ASSIGNMENT »
Looking at the data, count the lines where the word "authoritative" occurs and answer with only the number.

Saved data entries »

⟨

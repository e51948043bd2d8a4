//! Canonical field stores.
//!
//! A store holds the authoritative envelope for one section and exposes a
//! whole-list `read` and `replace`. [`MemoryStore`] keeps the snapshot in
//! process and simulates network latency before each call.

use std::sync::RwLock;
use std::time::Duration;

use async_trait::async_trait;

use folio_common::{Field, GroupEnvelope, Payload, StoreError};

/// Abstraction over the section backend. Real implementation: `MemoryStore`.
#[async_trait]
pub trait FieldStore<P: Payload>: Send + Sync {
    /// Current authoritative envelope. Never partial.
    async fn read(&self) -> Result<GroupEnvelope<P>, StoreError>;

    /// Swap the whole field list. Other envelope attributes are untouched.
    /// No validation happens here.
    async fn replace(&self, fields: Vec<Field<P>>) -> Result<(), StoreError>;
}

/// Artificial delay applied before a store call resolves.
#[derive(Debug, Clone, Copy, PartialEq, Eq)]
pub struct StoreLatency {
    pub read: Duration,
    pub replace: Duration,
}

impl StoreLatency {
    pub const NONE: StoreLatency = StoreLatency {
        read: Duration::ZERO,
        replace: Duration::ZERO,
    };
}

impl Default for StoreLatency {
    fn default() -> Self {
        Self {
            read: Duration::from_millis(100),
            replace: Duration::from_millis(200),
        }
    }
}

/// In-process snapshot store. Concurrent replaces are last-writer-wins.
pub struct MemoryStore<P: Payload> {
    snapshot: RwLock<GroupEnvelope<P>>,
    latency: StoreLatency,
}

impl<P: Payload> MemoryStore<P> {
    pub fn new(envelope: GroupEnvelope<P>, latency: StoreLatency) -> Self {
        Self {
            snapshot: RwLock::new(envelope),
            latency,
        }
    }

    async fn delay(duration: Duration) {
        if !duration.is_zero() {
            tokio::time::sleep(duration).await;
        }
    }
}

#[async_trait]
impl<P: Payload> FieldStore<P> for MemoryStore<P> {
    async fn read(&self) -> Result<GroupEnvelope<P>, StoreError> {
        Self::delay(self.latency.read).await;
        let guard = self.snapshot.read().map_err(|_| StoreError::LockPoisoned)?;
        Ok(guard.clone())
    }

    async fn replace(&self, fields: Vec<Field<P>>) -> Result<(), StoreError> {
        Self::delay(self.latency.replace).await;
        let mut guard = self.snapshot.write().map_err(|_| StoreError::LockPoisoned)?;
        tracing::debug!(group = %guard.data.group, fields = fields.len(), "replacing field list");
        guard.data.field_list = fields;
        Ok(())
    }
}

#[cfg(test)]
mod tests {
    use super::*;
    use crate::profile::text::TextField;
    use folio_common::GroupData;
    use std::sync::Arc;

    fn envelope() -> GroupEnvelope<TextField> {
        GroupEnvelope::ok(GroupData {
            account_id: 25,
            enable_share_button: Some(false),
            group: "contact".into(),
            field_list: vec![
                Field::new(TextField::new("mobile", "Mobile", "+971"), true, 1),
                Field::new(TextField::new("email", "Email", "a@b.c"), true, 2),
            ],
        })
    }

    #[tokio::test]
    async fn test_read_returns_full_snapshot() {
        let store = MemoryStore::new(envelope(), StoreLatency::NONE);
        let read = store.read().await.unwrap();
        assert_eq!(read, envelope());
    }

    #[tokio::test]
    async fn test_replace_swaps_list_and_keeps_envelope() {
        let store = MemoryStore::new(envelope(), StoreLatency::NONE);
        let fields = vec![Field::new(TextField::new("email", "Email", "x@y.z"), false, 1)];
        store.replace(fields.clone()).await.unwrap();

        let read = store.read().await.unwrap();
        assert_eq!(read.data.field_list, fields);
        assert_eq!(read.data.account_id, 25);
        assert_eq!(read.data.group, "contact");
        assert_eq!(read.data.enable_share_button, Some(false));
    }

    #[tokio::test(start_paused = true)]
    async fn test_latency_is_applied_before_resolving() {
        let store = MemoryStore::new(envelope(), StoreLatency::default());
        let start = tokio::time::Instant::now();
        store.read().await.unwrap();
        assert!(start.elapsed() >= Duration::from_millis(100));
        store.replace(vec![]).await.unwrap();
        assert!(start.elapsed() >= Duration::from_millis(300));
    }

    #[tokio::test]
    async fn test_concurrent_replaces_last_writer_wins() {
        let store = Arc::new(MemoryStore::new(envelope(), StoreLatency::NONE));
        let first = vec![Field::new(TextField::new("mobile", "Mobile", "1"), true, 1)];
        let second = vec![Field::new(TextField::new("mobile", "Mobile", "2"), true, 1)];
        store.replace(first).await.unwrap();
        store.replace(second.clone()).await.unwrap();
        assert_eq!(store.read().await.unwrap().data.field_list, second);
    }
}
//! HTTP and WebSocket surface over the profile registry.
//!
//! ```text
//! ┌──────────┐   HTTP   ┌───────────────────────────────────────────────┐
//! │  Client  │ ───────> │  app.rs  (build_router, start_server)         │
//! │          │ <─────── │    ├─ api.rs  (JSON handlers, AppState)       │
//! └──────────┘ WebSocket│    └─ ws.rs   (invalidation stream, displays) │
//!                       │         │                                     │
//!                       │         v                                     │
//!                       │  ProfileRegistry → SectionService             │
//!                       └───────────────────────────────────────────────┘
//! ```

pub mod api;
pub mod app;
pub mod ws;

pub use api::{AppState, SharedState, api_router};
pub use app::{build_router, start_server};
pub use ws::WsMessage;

⟩
⟨

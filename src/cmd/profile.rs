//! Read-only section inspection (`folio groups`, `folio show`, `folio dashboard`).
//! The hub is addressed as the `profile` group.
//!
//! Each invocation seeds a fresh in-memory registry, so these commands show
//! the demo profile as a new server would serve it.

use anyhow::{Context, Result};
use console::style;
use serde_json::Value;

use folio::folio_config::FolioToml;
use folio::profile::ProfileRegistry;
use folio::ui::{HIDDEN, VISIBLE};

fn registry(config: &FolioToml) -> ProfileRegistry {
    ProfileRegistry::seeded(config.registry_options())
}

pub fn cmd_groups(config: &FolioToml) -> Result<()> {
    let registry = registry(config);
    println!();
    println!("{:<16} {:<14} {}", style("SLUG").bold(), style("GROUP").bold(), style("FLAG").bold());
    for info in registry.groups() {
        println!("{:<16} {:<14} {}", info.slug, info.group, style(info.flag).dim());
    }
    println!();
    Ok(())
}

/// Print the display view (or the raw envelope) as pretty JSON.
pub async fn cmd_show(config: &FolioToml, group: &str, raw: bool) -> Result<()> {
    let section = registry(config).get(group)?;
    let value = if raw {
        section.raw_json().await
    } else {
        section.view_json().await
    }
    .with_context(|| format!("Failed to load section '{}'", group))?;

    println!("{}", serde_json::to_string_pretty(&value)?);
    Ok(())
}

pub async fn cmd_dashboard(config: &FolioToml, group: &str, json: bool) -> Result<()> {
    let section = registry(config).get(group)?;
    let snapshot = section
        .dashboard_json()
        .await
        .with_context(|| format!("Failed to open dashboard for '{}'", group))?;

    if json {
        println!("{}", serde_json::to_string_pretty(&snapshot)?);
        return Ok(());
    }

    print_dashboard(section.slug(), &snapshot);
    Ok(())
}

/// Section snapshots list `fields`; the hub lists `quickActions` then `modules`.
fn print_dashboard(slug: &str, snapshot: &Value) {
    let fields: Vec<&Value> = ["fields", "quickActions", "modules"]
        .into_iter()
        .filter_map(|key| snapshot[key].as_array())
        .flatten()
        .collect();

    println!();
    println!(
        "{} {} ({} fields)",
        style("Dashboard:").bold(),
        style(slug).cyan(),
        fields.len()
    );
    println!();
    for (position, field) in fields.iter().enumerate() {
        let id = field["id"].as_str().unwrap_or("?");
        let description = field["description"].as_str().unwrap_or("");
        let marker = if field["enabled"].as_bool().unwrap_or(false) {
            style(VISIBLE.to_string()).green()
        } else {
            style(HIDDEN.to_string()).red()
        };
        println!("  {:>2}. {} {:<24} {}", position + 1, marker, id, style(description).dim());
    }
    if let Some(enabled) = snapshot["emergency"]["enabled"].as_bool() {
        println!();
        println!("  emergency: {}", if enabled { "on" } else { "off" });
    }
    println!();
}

⟩

FINISHED TASK »
2